> Prompt:
The lines to be copied are those below that contain "Gets".

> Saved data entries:
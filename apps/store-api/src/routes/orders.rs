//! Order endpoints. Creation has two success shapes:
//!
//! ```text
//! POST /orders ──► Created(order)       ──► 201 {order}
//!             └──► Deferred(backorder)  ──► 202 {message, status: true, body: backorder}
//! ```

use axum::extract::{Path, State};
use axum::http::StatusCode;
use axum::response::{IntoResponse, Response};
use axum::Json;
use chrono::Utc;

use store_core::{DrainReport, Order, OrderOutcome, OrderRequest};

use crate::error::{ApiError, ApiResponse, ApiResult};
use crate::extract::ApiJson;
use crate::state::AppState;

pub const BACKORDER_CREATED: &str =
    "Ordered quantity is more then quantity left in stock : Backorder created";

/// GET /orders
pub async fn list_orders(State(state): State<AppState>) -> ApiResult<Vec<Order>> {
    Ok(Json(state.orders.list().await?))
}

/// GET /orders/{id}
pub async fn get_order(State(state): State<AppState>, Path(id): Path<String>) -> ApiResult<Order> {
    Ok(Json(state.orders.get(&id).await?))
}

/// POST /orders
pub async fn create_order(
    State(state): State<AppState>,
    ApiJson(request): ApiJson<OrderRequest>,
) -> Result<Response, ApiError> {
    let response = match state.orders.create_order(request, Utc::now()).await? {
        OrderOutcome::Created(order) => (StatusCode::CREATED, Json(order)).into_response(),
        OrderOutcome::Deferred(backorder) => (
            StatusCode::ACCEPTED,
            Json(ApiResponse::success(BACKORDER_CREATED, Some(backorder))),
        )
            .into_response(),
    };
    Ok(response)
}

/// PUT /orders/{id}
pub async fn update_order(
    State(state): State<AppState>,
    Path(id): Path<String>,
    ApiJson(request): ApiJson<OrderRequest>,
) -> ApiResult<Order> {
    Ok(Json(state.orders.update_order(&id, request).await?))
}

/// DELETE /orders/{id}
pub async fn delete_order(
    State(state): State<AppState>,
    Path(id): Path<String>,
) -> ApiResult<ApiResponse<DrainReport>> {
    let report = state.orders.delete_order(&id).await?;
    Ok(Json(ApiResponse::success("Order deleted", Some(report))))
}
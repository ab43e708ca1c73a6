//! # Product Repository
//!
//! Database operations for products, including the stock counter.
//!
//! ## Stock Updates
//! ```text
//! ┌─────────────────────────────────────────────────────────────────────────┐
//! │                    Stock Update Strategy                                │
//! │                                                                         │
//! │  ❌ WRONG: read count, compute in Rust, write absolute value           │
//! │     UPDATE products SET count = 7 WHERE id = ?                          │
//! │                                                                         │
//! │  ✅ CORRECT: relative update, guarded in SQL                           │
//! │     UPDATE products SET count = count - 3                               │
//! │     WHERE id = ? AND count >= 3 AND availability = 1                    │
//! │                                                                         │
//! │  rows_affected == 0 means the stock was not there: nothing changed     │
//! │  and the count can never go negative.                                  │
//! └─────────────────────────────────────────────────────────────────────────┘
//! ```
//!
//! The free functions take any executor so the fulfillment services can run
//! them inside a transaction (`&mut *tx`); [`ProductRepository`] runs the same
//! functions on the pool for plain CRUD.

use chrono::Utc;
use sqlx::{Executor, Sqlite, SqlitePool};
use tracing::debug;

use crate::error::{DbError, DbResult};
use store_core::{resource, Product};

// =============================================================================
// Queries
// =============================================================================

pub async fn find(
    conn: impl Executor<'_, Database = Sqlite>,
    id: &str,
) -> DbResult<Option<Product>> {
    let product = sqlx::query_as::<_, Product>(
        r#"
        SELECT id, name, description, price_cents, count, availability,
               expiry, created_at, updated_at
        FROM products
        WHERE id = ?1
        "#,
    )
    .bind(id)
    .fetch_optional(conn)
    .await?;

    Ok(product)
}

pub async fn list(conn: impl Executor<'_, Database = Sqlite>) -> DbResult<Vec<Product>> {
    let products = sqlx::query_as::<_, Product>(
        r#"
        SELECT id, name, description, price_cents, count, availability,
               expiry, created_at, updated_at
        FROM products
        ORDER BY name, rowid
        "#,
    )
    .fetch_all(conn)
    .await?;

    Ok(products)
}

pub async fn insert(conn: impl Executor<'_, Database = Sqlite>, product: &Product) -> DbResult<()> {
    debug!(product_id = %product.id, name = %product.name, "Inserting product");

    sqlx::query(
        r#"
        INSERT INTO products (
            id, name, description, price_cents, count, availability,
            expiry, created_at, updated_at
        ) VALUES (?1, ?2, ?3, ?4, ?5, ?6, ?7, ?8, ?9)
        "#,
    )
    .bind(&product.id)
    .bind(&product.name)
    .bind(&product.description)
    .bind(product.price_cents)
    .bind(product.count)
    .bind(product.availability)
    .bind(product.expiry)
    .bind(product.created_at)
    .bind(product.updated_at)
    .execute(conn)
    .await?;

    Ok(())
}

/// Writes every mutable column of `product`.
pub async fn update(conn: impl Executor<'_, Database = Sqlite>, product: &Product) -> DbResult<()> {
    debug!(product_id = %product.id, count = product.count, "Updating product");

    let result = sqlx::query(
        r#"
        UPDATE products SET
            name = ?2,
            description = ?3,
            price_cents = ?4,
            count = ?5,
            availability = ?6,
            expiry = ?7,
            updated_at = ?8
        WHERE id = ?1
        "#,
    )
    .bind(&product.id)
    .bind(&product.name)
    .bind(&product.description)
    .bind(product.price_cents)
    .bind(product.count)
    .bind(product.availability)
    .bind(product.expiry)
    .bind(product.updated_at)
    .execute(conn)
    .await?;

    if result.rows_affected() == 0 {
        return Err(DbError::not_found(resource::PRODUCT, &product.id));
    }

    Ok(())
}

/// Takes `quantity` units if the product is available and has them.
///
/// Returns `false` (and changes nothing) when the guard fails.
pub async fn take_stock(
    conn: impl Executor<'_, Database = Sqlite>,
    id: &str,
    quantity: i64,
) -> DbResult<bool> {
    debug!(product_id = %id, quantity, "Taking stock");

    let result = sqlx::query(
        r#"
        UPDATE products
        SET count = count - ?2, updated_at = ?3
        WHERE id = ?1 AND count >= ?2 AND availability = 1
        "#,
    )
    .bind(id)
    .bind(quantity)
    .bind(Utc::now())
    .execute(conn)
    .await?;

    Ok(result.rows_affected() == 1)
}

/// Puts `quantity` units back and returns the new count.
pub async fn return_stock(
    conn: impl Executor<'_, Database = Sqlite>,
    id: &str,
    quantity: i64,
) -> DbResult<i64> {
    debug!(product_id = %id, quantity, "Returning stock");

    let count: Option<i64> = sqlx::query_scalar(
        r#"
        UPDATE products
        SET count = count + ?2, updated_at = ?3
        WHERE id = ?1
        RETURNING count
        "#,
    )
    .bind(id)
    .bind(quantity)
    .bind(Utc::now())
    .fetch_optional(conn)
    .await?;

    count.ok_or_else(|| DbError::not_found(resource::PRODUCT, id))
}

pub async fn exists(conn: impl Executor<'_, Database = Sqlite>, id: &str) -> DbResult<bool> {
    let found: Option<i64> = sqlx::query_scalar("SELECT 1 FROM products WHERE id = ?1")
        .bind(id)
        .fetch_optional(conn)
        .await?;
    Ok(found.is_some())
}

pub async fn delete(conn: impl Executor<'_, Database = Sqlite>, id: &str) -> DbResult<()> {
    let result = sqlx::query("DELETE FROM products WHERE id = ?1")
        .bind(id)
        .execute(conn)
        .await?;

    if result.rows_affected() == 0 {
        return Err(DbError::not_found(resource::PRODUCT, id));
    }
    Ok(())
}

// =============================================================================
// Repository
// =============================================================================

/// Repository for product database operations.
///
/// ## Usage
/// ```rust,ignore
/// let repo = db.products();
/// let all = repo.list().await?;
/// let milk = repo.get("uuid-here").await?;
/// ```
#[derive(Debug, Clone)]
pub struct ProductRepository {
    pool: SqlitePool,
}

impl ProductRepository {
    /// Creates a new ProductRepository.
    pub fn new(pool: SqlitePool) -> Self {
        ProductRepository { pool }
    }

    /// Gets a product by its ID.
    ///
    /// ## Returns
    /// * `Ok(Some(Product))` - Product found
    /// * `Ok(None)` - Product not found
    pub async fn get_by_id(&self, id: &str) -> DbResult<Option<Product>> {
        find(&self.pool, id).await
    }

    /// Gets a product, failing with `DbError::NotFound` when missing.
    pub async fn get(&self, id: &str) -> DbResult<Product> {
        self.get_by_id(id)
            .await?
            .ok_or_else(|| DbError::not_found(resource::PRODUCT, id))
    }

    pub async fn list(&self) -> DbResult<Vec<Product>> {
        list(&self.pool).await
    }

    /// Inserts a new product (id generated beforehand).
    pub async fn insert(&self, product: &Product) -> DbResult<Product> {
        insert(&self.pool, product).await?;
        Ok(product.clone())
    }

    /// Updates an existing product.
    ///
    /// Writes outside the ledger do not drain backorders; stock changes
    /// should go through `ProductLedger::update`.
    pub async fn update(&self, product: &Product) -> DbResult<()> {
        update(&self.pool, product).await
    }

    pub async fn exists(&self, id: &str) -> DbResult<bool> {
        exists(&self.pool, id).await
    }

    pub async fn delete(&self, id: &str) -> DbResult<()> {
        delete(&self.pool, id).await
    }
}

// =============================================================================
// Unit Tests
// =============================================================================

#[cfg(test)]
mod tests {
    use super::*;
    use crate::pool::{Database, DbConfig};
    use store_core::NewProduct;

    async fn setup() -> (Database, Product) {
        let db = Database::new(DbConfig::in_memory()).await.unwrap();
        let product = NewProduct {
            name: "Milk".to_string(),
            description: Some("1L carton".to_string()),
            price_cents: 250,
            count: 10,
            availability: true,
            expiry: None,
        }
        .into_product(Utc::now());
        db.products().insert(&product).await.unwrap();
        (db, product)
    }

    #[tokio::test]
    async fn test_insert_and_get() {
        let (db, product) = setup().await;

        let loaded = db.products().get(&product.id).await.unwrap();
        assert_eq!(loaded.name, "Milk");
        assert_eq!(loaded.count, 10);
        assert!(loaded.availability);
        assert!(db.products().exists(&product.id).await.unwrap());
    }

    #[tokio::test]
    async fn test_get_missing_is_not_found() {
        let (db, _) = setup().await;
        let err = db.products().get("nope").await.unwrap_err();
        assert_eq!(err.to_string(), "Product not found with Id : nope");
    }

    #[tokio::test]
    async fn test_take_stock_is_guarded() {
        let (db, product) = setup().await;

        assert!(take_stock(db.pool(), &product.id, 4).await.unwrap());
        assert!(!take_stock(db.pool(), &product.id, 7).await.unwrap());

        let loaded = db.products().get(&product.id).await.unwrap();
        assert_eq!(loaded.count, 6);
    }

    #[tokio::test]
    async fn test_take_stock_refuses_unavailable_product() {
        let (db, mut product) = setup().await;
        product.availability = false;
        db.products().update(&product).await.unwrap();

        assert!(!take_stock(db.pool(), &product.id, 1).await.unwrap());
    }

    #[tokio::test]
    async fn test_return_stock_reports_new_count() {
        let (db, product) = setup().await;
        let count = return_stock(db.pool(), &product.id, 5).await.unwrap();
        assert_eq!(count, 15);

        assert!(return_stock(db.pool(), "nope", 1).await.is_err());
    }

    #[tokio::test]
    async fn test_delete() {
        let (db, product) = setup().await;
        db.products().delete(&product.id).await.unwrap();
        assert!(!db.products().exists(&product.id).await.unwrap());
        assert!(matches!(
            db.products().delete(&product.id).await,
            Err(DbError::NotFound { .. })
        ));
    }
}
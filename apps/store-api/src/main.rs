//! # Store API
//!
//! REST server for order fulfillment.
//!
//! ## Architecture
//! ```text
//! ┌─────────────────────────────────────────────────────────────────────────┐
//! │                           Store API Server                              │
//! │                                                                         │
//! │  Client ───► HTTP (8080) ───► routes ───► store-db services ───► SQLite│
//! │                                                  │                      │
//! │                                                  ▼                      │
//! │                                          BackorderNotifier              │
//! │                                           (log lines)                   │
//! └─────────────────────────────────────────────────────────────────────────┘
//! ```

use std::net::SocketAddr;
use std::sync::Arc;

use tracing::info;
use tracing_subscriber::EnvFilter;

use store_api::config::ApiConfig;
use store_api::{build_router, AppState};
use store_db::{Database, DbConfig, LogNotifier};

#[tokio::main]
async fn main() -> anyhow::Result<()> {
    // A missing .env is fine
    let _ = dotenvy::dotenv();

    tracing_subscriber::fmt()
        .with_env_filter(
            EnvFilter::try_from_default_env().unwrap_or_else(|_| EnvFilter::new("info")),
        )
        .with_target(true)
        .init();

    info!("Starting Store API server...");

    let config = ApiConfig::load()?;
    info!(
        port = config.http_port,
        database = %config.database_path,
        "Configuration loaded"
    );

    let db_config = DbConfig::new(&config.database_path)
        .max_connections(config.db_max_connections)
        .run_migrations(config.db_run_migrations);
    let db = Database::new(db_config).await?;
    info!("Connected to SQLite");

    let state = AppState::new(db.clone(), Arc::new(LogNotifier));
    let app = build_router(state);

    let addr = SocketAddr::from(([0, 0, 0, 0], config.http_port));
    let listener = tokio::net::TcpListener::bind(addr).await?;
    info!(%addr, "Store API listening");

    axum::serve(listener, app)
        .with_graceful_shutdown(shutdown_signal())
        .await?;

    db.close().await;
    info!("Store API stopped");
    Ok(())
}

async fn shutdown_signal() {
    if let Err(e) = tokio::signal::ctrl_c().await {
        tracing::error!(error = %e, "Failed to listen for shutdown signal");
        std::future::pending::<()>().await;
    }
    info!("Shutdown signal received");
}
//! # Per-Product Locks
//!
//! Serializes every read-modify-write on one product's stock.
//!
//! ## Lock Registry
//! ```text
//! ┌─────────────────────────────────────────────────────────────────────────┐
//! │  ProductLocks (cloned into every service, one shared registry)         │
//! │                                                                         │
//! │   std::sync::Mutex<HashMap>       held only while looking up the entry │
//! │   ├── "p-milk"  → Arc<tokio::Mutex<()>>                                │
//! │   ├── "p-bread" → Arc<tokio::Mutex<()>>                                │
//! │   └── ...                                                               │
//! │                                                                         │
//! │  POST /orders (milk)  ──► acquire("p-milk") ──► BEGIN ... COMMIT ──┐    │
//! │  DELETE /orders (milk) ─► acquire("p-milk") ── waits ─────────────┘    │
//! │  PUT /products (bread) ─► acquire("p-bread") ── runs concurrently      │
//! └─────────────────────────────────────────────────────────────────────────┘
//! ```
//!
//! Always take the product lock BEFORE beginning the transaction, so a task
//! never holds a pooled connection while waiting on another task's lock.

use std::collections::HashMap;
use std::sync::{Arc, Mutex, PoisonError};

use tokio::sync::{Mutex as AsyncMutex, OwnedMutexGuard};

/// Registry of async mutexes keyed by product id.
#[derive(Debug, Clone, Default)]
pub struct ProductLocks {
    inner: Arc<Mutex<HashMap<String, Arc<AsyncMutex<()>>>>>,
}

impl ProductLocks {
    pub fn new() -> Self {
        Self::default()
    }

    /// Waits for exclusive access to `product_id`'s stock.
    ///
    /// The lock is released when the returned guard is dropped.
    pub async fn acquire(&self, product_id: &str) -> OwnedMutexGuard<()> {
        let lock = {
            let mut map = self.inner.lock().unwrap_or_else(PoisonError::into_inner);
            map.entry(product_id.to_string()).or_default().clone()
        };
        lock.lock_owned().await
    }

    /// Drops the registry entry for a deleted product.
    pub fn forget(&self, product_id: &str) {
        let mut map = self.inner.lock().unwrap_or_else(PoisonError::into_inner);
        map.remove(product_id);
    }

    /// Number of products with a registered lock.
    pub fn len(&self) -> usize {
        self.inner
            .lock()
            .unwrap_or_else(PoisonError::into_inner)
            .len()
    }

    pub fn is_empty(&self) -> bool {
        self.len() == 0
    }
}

> The answer:
    /// Gets a product by its ID.
    /// Gets a product, failing with `DbError::NotFound` when missing.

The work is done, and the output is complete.